Personal information
- Full name: Antonio Rodríguez Dovale
- Date of birth: 4 April 1990 (age 36)
- Place of birth: A Coruña, Spain
- Height: 1.77 m (5 ft 10 in)
- Position: Winger

Youth career
- Ural CF
- 2000–2002: Obradoiro
- 2002–2005: Barcelona
- 2005–2007: Celta

Senior career*
- Years: Team / Apps / (Gls)
- 2007–2010: Celta B / 26 / (6)
- 2009–2014: Celta / 68 / (4)
- 2011: → Huesca (loan) / 16 / (1)
- 2014: Sporting Kansas City / 19 / (1)
- 2015: Lugo / 20 / (3)
- 2015–2017: Leganés / 14 / (1)
- 2017: Rayo Vallecano / 2 / (0)
- 2017–2018: Bengaluru / 13 / (0)
- 2018–2019: Nea Salamina / 0 / (0)
- 2018–2019: → East Bengal (loan) / 11 / (0)
- 2019–2020: Navy / 8 / (2)
- 2021: El Ejido / 18 / (0)
- 2021–2022: Eastern / 4 / (0)
- 2022–2023: Coruxo / 2 / (0)
- Total:  / 221 / (18)

= Toni Dovale =

Spanish footballer (born 1990)

Antonio "Toni" Rodríguez Dovale (born 4 April 1990) is a Spanish former professional footballer who played as a left winger.

==Club career==
===Celta===
Dovale was born in A Coruña, Galicia, playing youth football with FC Barcelona amongst other clubs. Aged 19, he made his professional debut with local RC Celta de Vigo, starting in a 1–2 Segunda División home loss against CD Numancia on 29 August 2009. He started his career as a winger.

In the 2011–12 season, after a brief loan spell with SD Huesca of the same tier, Dovale contributed 30 games (only nine starts, 1.141 minutes of action) and two goals to help his team to return to La Liga after an absence of five years. He made his debut in the competition on 18 August 2012, coming on as a late substitute in the 0–1 home defeat to Málaga CF.

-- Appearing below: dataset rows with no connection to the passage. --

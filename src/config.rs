//! Package request loading.
//!
//! A package build is described by one TOML file. Relative paths in it are
//! resolved against the file's directory, so the engine itself never looks at
//! the process working directory or environment.

use anyhow::{bail, Context, Result};
use serde::Deserialize;
use std::collections::BTreeMap;
use std::fs;
use std::path::{Component, Path, PathBuf};
use walkdir::WalkDir;

use crate::artifact::assemble::Resource;
use crate::artifact::dependency::{resolve_source, ArchiveSource};
use crate::coordinate::Coordinate;
use crate::exclusion::lockfile::load_dependency_graph;
use crate::exclusion::DependencyGraph;

const DEFAULT_CREATED_BY: &str = concat!("clj-uberjar ", env!("CARGO_PKG_VERSION"));

/// Fully resolved inputs of one package build.
#[derive(Debug, Clone)]
pub struct PackageConfig {
    pub output: PathBuf,
    pub main_namespace: String,
    pub classes_dir: PathBuf,
    pub source_roots: Vec<PathBuf>,
    pub provided: Vec<Coordinate>,
    /// Declared order; earlier archives win path collisions.
    pub archives: Vec<ArchiveSource>,
    pub resources: Vec<Resource>,
    pub graph: DependencyGraph,
    pub jobs: usize,
    pub created_by: String,
}

#[derive(Debug, Deserialize)]
#[serde(deny_unknown_fields)]
struct PackageToml {
    output: PathBuf,
    main_namespace: String,
    classes_dir: PathBuf,
    #[serde(default)]
    source_roots: Vec<PathBuf>,
    #[serde(default)]
    provided: Vec<String>,
    lockfile: Option<PathBuf>,
    jobs: Option<usize>,
    created_by: Option<String>,
    #[serde(default)]
    archives: Vec<ArchiveSource>,
    #[serde(default)]
    resources: Vec<ResourceToml>,
    #[serde(default)]
    graph: BTreeMap<String, Vec<String>>,
}

#[derive(Debug, Deserialize)]
#[serde(deny_unknown_fields)]
struct ResourceToml {
    path: PathBuf,
    archive_path: Option<String>,
}

/// Load and resolve a package request file.
pub fn load_package_config(path: &Path) -> Result<PackageConfig> {
    let text = fs::read_to_string(path)
        .with_context(|| format!("reading package request '{}'", path.display()))?;
    let base = path
        .parent()
        .filter(|p| !p.as_os_str().is_empty())
        .unwrap_or_else(|| Path::new("."));
    parse_package_config(&text, base)
        .with_context(|| format!("parsing package request '{}'", path.display()))
}

/// Parse request text, resolving relative paths against `base`.
pub fn parse_package_config(text: &str, base: &Path) -> Result<PackageConfig> {
    let parsed: PackageToml = toml::from_str(text)?;

    let main_namespace = parsed.main_namespace.trim().to_string();
    if main_namespace.is_empty() {
        bail!("main_namespace must not be empty");
    }

    let jobs = parsed.jobs.unwrap_or(1);
    if jobs == 0 {
        bail!("jobs must be >= 1");
    }

    let provided = parsed
        .provided
        .iter()
        .map(|raw| raw.parse::<Coordinate>())
        .collect::<Result<Vec<_>, _>>()
        .context("invalid provided coordinate")?;

    let mut graph = match &parsed.lockfile {
        Some(lockfile) => load_dependency_graph(&base.join(lockfile))?,
        None => DependencyGraph::new(),
    };
    graph.merge(parse_inline_graph(&parsed.graph)?);

    let mut resources = Vec::new();
    for resource in parsed.resources {
        resources.extend(expand_resource(base, resource)?);
    }

    Ok(PackageConfig {
        output: base.join(parsed.output),
        main_namespace,
        classes_dir: base.join(parsed.classes_dir),
        source_roots: parsed
            .source_roots
            .into_iter()
            .map(|root| base.join(root))
            .collect(),
        provided,
        archives: parsed
            .archives
            .into_iter()
            .map(|source| resolve_source(base, source))
            .collect(),
        resources,
        graph,
        jobs,
        created_by: parsed
            .created_by
            .unwrap_or_else(|| DEFAULT_CREATED_BY.to_string()),
    })
}

fn parse_inline_graph(raw: &BTreeMap<String, Vec<String>>) -> Result<DependencyGraph> {
    let mut graph = DependencyGraph::new();
    for (from, targets) in raw {
        let from: Coordinate = from
            .parse()
            .with_context(|| format!("invalid [graph] key '{from}'"))?;
        graph.add_node(from.clone());
        for to in targets {
            let to: Coordinate = to
                .parse()
                .with_context(|| format!("invalid [graph] dependency of '{from}'"))?;
            graph.add_edge(from.clone(), to);
        }
    }
    Ok(graph)
}

/// A file becomes one resource; a directory becomes one resource per file
/// beneath it, in sorted order.
fn expand_resource(base: &Path, resource: ResourceToml) -> Result<Vec<Resource>> {
    let source = base.join(&resource.path);
    let prefix = match &resource.archive_path {
        Some(raw) => parse_relative_path(raw, "archive_path")?,
        None => PathBuf::new(),
    };

    if source.is_file() {
        let archive_path = if resource.archive_path.is_some() {
            prefix
        } else {
            PathBuf::from(source.file_name().with_context(|| {
                format!("resource '{}' has no file name", source.display())
            })?)
        };
        return Ok(vec![Resource {
            archive_path: to_archive_path(&archive_path),
            source,
        }]);
    }

    if !source.is_dir() {
        bail!("resource path '{}' does not exist", source.display());
    }

    let mut out = Vec::new();
    for entry in WalkDir::new(&source).sort_by_file_name() {
        let entry = entry
            .with_context(|| format!("walking resource directory '{}'", source.display()))?;
        if !entry.file_type().is_file() {
            continue;
        }
        let rel = entry.path().strip_prefix(&source).unwrap_or(entry.path());
        out.push(Resource {
            archive_path: to_archive_path(&prefix.join(rel)),
            source: entry.path().to_path_buf(),
        });
    }
    Ok(out)
}

fn to_archive_path(path: &Path) -> String {
    path.to_string_lossy().replace('\\', "/")
}

fn parse_relative_path(raw: &str, field: &str) -> Result<PathBuf> {
    let candidate = Path::new(raw);
    if candidate.is_absolute() {
        bail!("{field} must be relative, got absolute path '{}'", raw);
    }
    for component in candidate.components() {
        if matches!(
            component,
            Component::ParentDir | Component::RootDir | Component::Prefix(_)
        ) {
            bail!(
                "{field} contains invalid traversal/root component in '{}'",
                raw
            );
        }
    }
    Ok(candidate.to_path_buf())
}
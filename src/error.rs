//! Fatal errors raised while assembling an uberjar.
//!
//! Every variant names the offending path or coordinate so a failed build can
//! be diagnosed from the message alone. Recoverable conditions (stale graph
//! entries, malformed `:gen-class` directives) never reach this type; they are
//! logged and skipped where they occur.

use std::path::PathBuf;
use thiserror::Error;

use crate::coordinate::Coordinate;

/// Result alias for engine operations.
pub type PackageResult<T> = Result<T, PackageError>;

#[derive(Error, Debug)]
pub enum PackageError {
    #[error("I/O error on {path}: {source}")]
    Io {
        path: PathBuf,
        #[source]
        source: std::io::Error,
    },

    #[error("cannot read dependency archive {path} for {coordinate}: {source}")]
    UnreadableArchive {
        coordinate: Coordinate,
        path: PathBuf,
        #[source]
        source: zip::result::ZipError,
    },

    #[error("cannot read entry '{entry}' of dependency archive for {coordinate}: {source}")]
    ArchiveEntry {
        coordinate: Coordinate,
        entry: String,
        #[source]
        source: std::io::Error,
    },

    /// Internal-consistency violation: a path was classified twice.
    #[error("path '{path}' was assigned more than one disposition")]
    DuplicateDisposition { path: String },

    /// A disposition points at content that the inputs do not hold.
    #[error("no content for '{path}' in {origin}")]
    MissingContent { path: String, origin: String },

    #[error("failed writing archive {path}: {source}")]
    ArchiveWrite {
        path: PathBuf,
        #[source]
        source: zip::result::ZipError,
    },

    #[error("invalid dependency coordinate '{value}' (expected group:artifact[:version])")]
    InvalidCoordinate { value: String },

    #[error("entry namespace '{namespace}' is not defined by any first-party source")]
    MainClassUnresolved { namespace: String },
}

impl PackageError {
    pub(crate) fn io(path: impl Into<PathBuf>, source: std::io::Error) -> Self {
        PackageError::Io {
            path: path.into(),
            source,
        }
    }
}

#[cfg(test)]
mod tests {
    use super::*;

    #[test]
    fn messages_name_the_offending_input() {
        let err = PackageError::DuplicateDisposition {
            path: "app/core__init.class".to_string(),
        };
        assert!(err.to_string().contains("app/core__init.class"));

        let err = PackageError::InvalidCoordinate {
            value: "no-colon".to_string(),
        };
        assert!(err.to_string().contains("no-colon"));
    }
}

Even though his future seemed uncertain at Celta following the appointment of coach Luis Enrique in summer 2013, Dovale managed to remain with the club, being successfully reconverted into left-back in the process. However, he eventually became surplus to requirements, with even right-footed Jonny being played in his position.

===Sporting KC===
On 11 March 2014, Dovale signed with Sporting Kansas City of Major League Soccer. He made his debut for his new team on 5 April, playing the last ten minutes of the 0–0 home draw against Real Salt Lake.

Dovale scored his first goal in the competition on 27 May 2014, in a 1–1 draw with the New York Red Bulls also at Children's Mercy Park. His contract expired on 31 December and was not renewed.

===Lugo===
On 29 January 2015, Dovale signed a six-month deal with second-tier CD Lugo. He was an ever-present figure during his spell, starting in 16 of his league appearances and scoring his first goal on 22 March to help defeat Deportivo Alavés 3–2 at home.

===Later years===
On 10 July 2015, Dovale moved to CD Leganés in the same league after agreeing to a one-year contract. Roughly two years later, he left Rayo Vallecano and signed a one-year deal with Indian Super League club Bengaluru FC.

On 9 September 2018, Dovale joined Cypriot First Division side Nea Salamis Famagusta FC. On 10 December, he returned to India after transferring to East Bengal FC on a loan deal.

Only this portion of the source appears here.